Depuis le 27 juillet 2026, Marguerite Gnakadé, ancienne ministre des Armées, défie les barreaux du Togo en refusant toute nourriture. Son objectif : dénoncer les conditions inhumaines de sa détention et porter la voix des soixante détenus politiques togolais toujours privés de liberté.
Le 30 août 2025, Lomé s’embrase sous les cris de la jeunesse togolaise, révoltée par la hausse des prix et la réforme constitutionnelle instaurant un régime parlementaire. Ce jour-là, Marguerite Gnakadé, première femme à avoir dirigé le ministère des Armées (2020-2022) et veuve d’Ernest Gnassingbé, frère du chef de l’État, descend dans la rue. Repérée par les forces de l’ordre, elle est brièvement ramenée à son domicile avant d’être arrêtée le 17 septembre 2025. Son crime ? Avoir publiquement remis en cause la légitimité de Faure Gnassingbé à diriger le pays.

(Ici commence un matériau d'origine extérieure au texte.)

//! SHA-256 binary Merkle trees over 32-byte chunks.
//!
//! Trees are always padded to a power of two with zero subtrees. Padding is
//! virtual: the root of an all-zero subtree of depth `d` is looked up in a
//! precomputed table, so a list with a limit of 2^40 elements costs no more
//! than its actual contents plus 40 hashes.

use once_cell::sync::Lazy;
use sha2::{Digest, Sha256};

use crate::error::{Result, SszError};

pub type Root = [u8; 32];

pub const BYTES_PER_CHUNK: usize = 32;

/// Deepest tree any limit can describe (2^64 leaves).
pub const MAX_TREE_DEPTH: usize = 64;

/// `ZERO_HASHES[d]` is the root of a depth-`d` tree whose leaves are all zero.
static ZERO_HASHES: Lazy<Vec<Root>> = Lazy::new(|| {
    let mut z = vec![[0u8; 32]; MAX_TREE_DEPTH + 1];
    for d in 1..=MAX_TREE_DEPTH {
        z[d] = hash_pair(&z[d - 1], &z[d - 1]);
    }
    z
});

/// Root of an all-zero subtree of the given depth. Depths past 64 clamp.
#[inline]
pub fn zero_hash(depth: usize) -> Root {
    ZERO_HASHES[depth.min(MAX_TREE_DEPTH)]
}

/// sha256(left || right)
#[inline(always)]
pub fn hash_pair(left: &Root, right: &Root) -> Root {
    let mut hasher = Sha256::new();
    hasher.update(left);
    hasher.update(right);
    hasher.finalize().into()
}

#[inline]
pub fn sha256(data: &[u8]) -> Root {
    Sha256::digest(data).into()
}

/// Number of levels above `leaf_count` leaves once padded to a power of two.
#[inline]
pub fn tree_depth(leaf_count: u64) -> usize {
    if leaf_count <= 1 {
        0
    } else {
        (64 - (leaf_count - 1).leading_zeros()) as usize
    }
}

/// Next power of two >= n (min 1). Saturates at 2^63.
#[inline]
pub fn next_pow2(n: u64) -> u64 {
    n.max(1).checked_next_power_of_two().unwrap_or(1 << 63)
}

/// Split bytes into 32-byte chunks, zero-padding the last one.
pub fn chunkify(bytes: &[u8]) -> Vec<Root> {
    bytes
        .chunks(BYTES_PER_CHUNK)
        .map(|c| {
            let mut chunk = [0u8; 32];
            chunk[..c.len()].copy_from_slice(c);
            chunk
        })
        .collect()
}

/// Right-pad a short value (at most 32 bytes) into a single chunk.
#[inline]
pub fn pad_to_chunk(bytes: &[u8]) -> Root {
    let mut chunk = [0u8; 32];
    let n = bytes.len().min(BYTES_PER_CHUNK);
    chunk[..n].copy_from_slice(&bytes[..n]);
    chunk
}

/// Merkleize `chunks`, padding to `next_pow2(limit)` leaves.
///
/// `limit = None` pads to the next power of two of the chunk count itself.
/// More chunks than `limit` is an error, never a truncation.
pub fn merkleize(chunks: &[Root], limit: Option<u64>) -> Result<Root> {
    let count = chunks.len() as u64;
    let limit = match limit {
        Some(l) if count > l => {
            return Err(SszError::ListTooLong {
                have: chunks.len(),
                max: l,
            })
        }
        Some(l) => l,
        None => count,
    };
    let depth = tree_depth(limit);
    if chunks.is_empty() {
        return Ok(zero_hash(depth));
    }

    let mut layer: Vec<Root> = chunks.to_vec();
    for d in 0..depth {
        if layer.len() % 2 == 1 {
            layer.push(zero_hash(d));
        }
        layer = layer
            .chunks_exact(2)
            .map(|pair| hash_pair(&pair[0], &pair[1]))
            .collect();
    }
    Ok(layer[0])
}

/// Fold a list length into its data root: sha256(root || uint256(len)).
#[inline]
pub fn mix_in_length(root: &Root, len: u64) -> Root {
    let mut leaf = [0u8; 32];
    leaf[..8].copy_from_slice(&len.to_le_bytes());
    hash_pair(root, &leaf)
}

/* -------- Proofs -------- */

/// Position of a node in a binary tree: root is 1, children of `g` are `2g`
/// and `2g + 1`.
#[derive(Clone, Copy, Debug, PartialEq, Eq, PartialOrd, Ord, Hash)]
pub struct GeneralizedIndex(pub u64);

impl GeneralizedIndex {
    pub const ROOT: Self = Self(1);

    /// Node `index` (0-based, left to right) at `depth` below the root.
    pub fn from_depth_and_index(depth: usize, index: u64) -> Result<Self> {
        let width = u32::try_from(depth)
            .ok()
            .and_then(|d| 1u64.checked_shl(d))
            .ok_or(SszError::TreeTooDeep(depth))?;
        if index >= width {
            return Err(SszError::IndexOutOfRange {
                index,
                leaves: width,
            });
        }
        Ok(Self(width | index))
    }

    #[inline]
    pub fn depth(self) -> usize {
        (63 - self.0.max(1).leading_zeros()) as usize
    }

    /// Offset of this node among the nodes at its depth.
    #[inline]
    pub fn index_at_depth(self) -> u64 {
        self.0 - (1u64 << self.depth())
    }

    #[inline]
    pub fn sibling(self) -> Self {
        Self(self.0 ^ 1)
    }

    #[inline]
    pub fn parent(self) -> Self {
        Self(self.0 / 2)
    }

    #[inline]
    pub fn left_child(self) -> Self {
        Self(self.0 * 2)
    }

    #[inline]
    pub fn right_child(self) -> Self {
        Self(self.0 * 2 + 1)
    }

    #[inline]
    pub fn is_left(self) -> bool {
        self.0 & 1 == 0
    }

    /// Index of `other` (rooted at this node) within the whole tree.
    pub fn concat(self, other: Self) -> Self {
        let d = other.depth();
        Self((self.0 << d) | other.index_at_depth())
    }

    /// Siblings needed to prove this node, bottom to top.
    pub fn branch_indices(self) -> Vec<Self> {
        let mut out = Vec::with_capacity(self.depth());
        let mut g = self;
        while g.0 > 1 {
            out.push(g.sibling());
            g = g.parent();
        }
        out
    }

    /// This node and every ancestor below the root, bottom to top.
    pub fn path_indices(self) -> Vec<Self> {
        let mut out = Vec::with_capacity(self.depth());
        let mut g = self;
        while g.0 > 1 {
            out.push(g);
            g = g.parent();
        }
        out
    }
}

/// Sibling branch (bottom to top) and root for leaf `index` of a zero-padded
/// tree with `2^depth` leaves.
pub fn merkle_proof(leaves: &[Root], depth: usize, index: u64) -> Result<(Vec<Root>, Root)> {
    let width = if depth >= MAX_TREE_DEPTH {
        u64::MAX
    } else {
        1u64 << depth
    };
    if index >= width {
        return Err(SszError::IndexOutOfRange {
            index,
            leaves: width,
        });
    }
    if leaves.len() as u64 > width {
        return Err(SszError::ListTooLong {
            have: leaves.len(),
            max: width,
        });
    }

    let mut branch = Vec::with_capacity(depth);
    let mut layer: Vec<Root> = leaves.to_vec();
    let mut idx = index;
    for d in 0..depth {
        let sib = (idx ^ 1) as usize;
        branch.push(layer.get(sib).copied().unwrap_or_else(|| zero_hash(d)));
        if layer.len() % 2 == 1 {
            layer.push(zero_hash(d));
        }
        layer = layer
            .chunks_exact(2)
            .map(|pair| hash_pair(&pair[0], &pair[1]))
            .collect();
        idx /= 2;
    }
    let root = layer.first().copied().unwrap_or_else(|| zero_hash(depth));
    Ok((branch, root))
}

/// Check that `leaf` sits at `index` under `root` given `branch`.
pub fn verify_merkle_branch(
    leaf: &Root,
    branch: &[Root],
    depth: usize,
    index: u64,
    root: &Root,
) -> bool {
    if depth > MAX_TREE_DEPTH || branch.len() < depth {
        return false;
    }
    let mut node = *leaf;
    for (i, sib) in branch.iter().take(depth).enumerate() {
        node = if (index >> i) & 1 == 1 {
            hash_pair(sib, &node)
        } else {
            hash_pair(&node, sib)
        };
    }
    node == *root
}

/// Recompute the root above `leaf` sitting at `gindex`.
pub fn calculate_merkle_root(leaf: &Root, proof: &[Root], gindex: GeneralizedIndex) -> Result<Root> {
    let depth = gindex.depth();
    if proof.len() != depth {
        return Err(SszError::InvalidProofLength {
            have: proof.len(),
            expected: depth,
        });
    }
    let mut node = *leaf;
    let mut g = gindex;
    for sib in proof {
        node = if g.is_left() {
            hash_pair(&node, sib)
        } else {
            hash_pair(sib, &node)
        };
        g = g.parent();
    }
    Ok(node)
}

pub fn verify_merkle_proof(
    leaf: &Root,
    proof: &[Root],
    gindex: GeneralizedIndex,
    root: &Root,
) -> bool {
    matches!(calculate_merkle_root(leaf, proof, gindex), Ok(r) if r == *root)
}

#[cfg(test)]
mod tests {
    use super::*;

    fn h(s: &str) -> Root {
        let mut r = [0u8; 32];
        hex::decode_to_slice(s, &mut r).unwrap();
        r
    }

    #[test]
    fn zero_hash_table_matches_known_values() {
        assert_eq!(zero_hash(0), [0u8; 32]);
        assert_eq!(
            zero_hash(1),
            h("f5a5fd42d16a20302798ef6ed309979b43003d2320d9f0e8ea9831a92759fb4b")
        );
        assert_eq!(
            zero_hash(2),
            h("db56114e00fdd4c1f85c892bf35ac9a89289aaecb1ebd0a96cde606a748b5d71")
        );
    }

    #[test]
    fn depth_of_limits() {
        assert_eq!(tree_depth(0), 0);
        assert_eq!(tree_depth(1), 0);
        assert_eq!(tree_depth(2), 1);
        assert_eq!(tree_depth(3), 2);
        assert_eq!(tree_depth(16), 4);
        assert_eq!(tree_depth(1 << 40), 40);
        assert_eq!(next_pow2(0), 1);
        assert_eq!(next_pow2(5), 8);
    }

    #[test]
    fn merkleize_pads_virtually() {
        let a = [1u8; 32];
        let b = [2u8; 32];
        let two = hash_pair(&a, &b);
        assert_eq!(merkleize(&[a, b], None).unwrap(), two);
        // Three leaves pad to four.
        let c = [3u8; 32];
        let expect = hash_pair(&two, &hash_pair(&c, &zero_hash(0)));
        assert_eq!(merkleize(&[a, b, c], None).unwrap(), expect);
        // Limit 8 adds one more level against a zero subtree.
        let wide = merkleize(&[a, b, c], Some(8)).unwrap();
        assert_eq!(wide, hash_pair(&expect, &zero_hash(2)));
    }

    #[test]
    fn merkleize_empty_is_zero_subtree() {
        assert_eq!(merkleize(&[], None).unwrap(), [0u8; 32]);
        assert_eq!(merkleize(&[], Some(0)).unwrap(), [0u8; 32]);
        assert_eq!(merkleize(&[], Some(1 << 40)).unwrap(), zero_hash(40));
    }

    #[test]
    fn merkleize_rejects_over_limit() {
        let err = merkleize(&[[0u8; 32]; 3], Some(2)).unwrap_err();
        assert_eq!(err, SszError::ListTooLong { have: 3, max: 2 });
    }

    #[test]
    fn chunkify_pads_tail() {
        let chunks = chunkify(&[9u8; 33]);
        assert_eq!(chunks.len(), 2);
        assert_eq!(chunks[1][0], 9);
        assert!(chunks[1][1..].iter().all(|b| *b == 0));
        assert!(chunkify(&[]).is_empty());
    }

    #[test]
    fn mixin_is_little_endian_length() {
        let mut len_leaf = [0u8; 32];
        len_leaf[0] = 3;
        assert_eq!(mix_in_length(&[0u8; 32], 3), hash_pair(&[0u8; 32], &len_leaf));
    }

    #[test]
    fn proof_roundtrip_over_sparse_tree() {
        let leaves: Vec<Root> = (0u8..5).map(|i| [i + 1; 32]).collect();
        let depth = 4;
        let root = merkleize(&leaves, Some(16)).unwrap();
        for i in 0..16u64 {
            let (branch, r) = merkle_proof(&leaves, depth, i).unwrap();
            assert_eq!(r, root);
            let leaf = leaves.get(i as usize).copied().unwrap_or([0u8; 32]);
            assert!(verify_merkle_branch(&leaf, &branch, depth, i, &root));
            let g = GeneralizedIndex::from_depth_and_index(depth, i).unwrap();
            assert!(verify_merkle_proof(&leaf, &branch, g, &root));
        }
        let (branch, _) = merkle_proof(&leaves, depth, 2).unwrap();
        assert!(!verify_merkle_branch(&[0xAA; 32], &branch, depth, 2, &root));
        assert!(merkle_proof(&leaves, depth, 16).is_err());
    }

    #[test]
    fn generalized_index_bounds() {
        assert_eq!(
            GeneralizedIndex::from_depth_and_index(63, (1 << 63) - 1).unwrap(),
            GeneralizedIndex(u64::MAX)
        );
        assert_eq!(
            GeneralizedIndex::from_depth_and_index(64, 0),
            Err(SszError::TreeTooDeep(64))
        );
        assert_eq!(
            GeneralizedIndex::from_depth_and_index(usize::MAX, 0),
            Err(SszError::TreeTooDeep(usize::MAX))
        );
        assert_eq!(
            GeneralizedIndex::from_depth_and_index(3, 8),
            Err(SszError::IndexOutOfRange { index: 8, leaves: 8 })
        );
    }

    #[test]
    fn generalized_index_navigation() {
        let g = GeneralizedIndex(27);
        assert_eq!(g.depth(), 4);
        assert_eq!(g.index_at_depth(), 11);
        assert_eq!(g.sibling(), GeneralizedIndex(26));
        assert_eq!(g.parent(), GeneralizedIndex(13));
        assert!(!g.is_left());
        assert_eq!(g.left_child(), GeneralizedIndex(54));
        let list_data = GeneralizedIndex(2);
        let elem = GeneralizedIndex::from_depth_and_index(12, 5).unwrap();
        assert_eq!(
            g.concat(list_data).concat(elem),
            GeneralizedIndex(54 * 4096 + 5)
        );
        assert_eq!(
            g.branch_indices(),
            vec![
                GeneralizedIndex(26),
                GeneralizedIndex(12),
                GeneralizedIndex(7),
                GeneralizedIndex(2)
            ]
        );
        assert_eq!(g.path_indices().len(), 4);
    }

    #[test]
    fn calculate_root_checks_proof_length() {
        let err = calculate_merkle_root(&[0u8; 32], &[], GeneralizedIndex(2)).unwrap_err();
        assert_eq!(err, SszError::InvalidProofLength { have: 0, expected: 1 });
    }
}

D’une figure du régime à prisonnière d’opinion
Son parcours, marqué par une nomination controversée à la tête des Armées, illustre les paradoxes du pouvoir togolais. Proche du clan Gnassingbé, elle aurait pu bénéficier d’une immunité de fait. Pourtant, son engagement aux côtés de la contestation populaire en a décidé autrement. « Nos corps sont devenus notre dernier cri quand la justice se tait. » Cette phrase, prononcée par des détenus politiques en grève de la faim en novembre 2025, résume l’ampleur de leur désespoir.
Des grèves de la faim comme ultime recours
Marguerite Gnakadé n’est pas seule dans son combat. Depuis un an, les prisonniers politiques togolais utilisent la grève de la faim pour alerter sur leurs conditions de détention. En novembre 2025, trente-sept détenus entament un mouvement collectif. En décembre, Grâce Koumayi et Abdoul Aziz Goma, un binational, tiennent cinquante jours sans s’alimenter à la prison civile de Lomé, forçant une réaction des autorités. Les organisations de défense des droits humains exigent désormais un accès immédiat aux soins pour ces grévistes.
Destins carcéraux contrastés des anciens dignitaires
Son cas rappelle celui d’autres figures du régime, comme Kpatcha Gnassingbé, demi-frère du président et ancien ministre de la Défense. Condamné pour tentative de coup d’État, il est libéré fin décembre 2025 après seize ans de détention. Le général Félix Kadanga, ancien chef d’état-major, purge quant à lui une peine de vingt ans pour complicité dans un meurtre. Marguerite Gnakadé reste, à ce jour, la seule incarcérée pour un motif purement politique.
Un pays sous tension depuis la réforme constitutionnelle
L’adoption en mars 2024 d’une nouvelle Constitution, transformant le Togo en régime parlementaire, a exacerbé les tensions. Faure Gnassingbé, désormais président du Conseil des ministres, dirige le pays sans limite de mandat. L’opposition dénonce un « coup d’État constitutionnel », alimentant en 2025 un mouvement de contestation mené par la jeunesse « Gen Z ». La répression a été brutale, conduisant à des centaines d’arrestations, dont celles de nombreux détenus d’opinion.
Fin décembre 2025, une grâce présidentielle libère 1 511 détenus, saluée comme un geste d’apaisement. Pourtant, selon les estimations des organisations de la société civile, environ soixante-dix prisonniers politiques restent derrière les barreaux.
Appel à la libération et mobilisation internationale
Le collectif « Touche pas à ma Constitution » et plusieurs partis d’opposition maintiennent la pression pour la libération des détenus politiques. Ces acteurs rappellent que neuf prisonniers seraient morts en détention depuis le début de la répression, tandis que d’autres portent les séquelles de traitements inhumains. Leur exigence est claire : libération immédiate et sans condition des détenus d’opinion, ainsi qu’un accès garanti aux soins pour les grévistes de la faim comme Marguerite Gnakadé, dont l’état de santé se dégrade après onze mois de détention.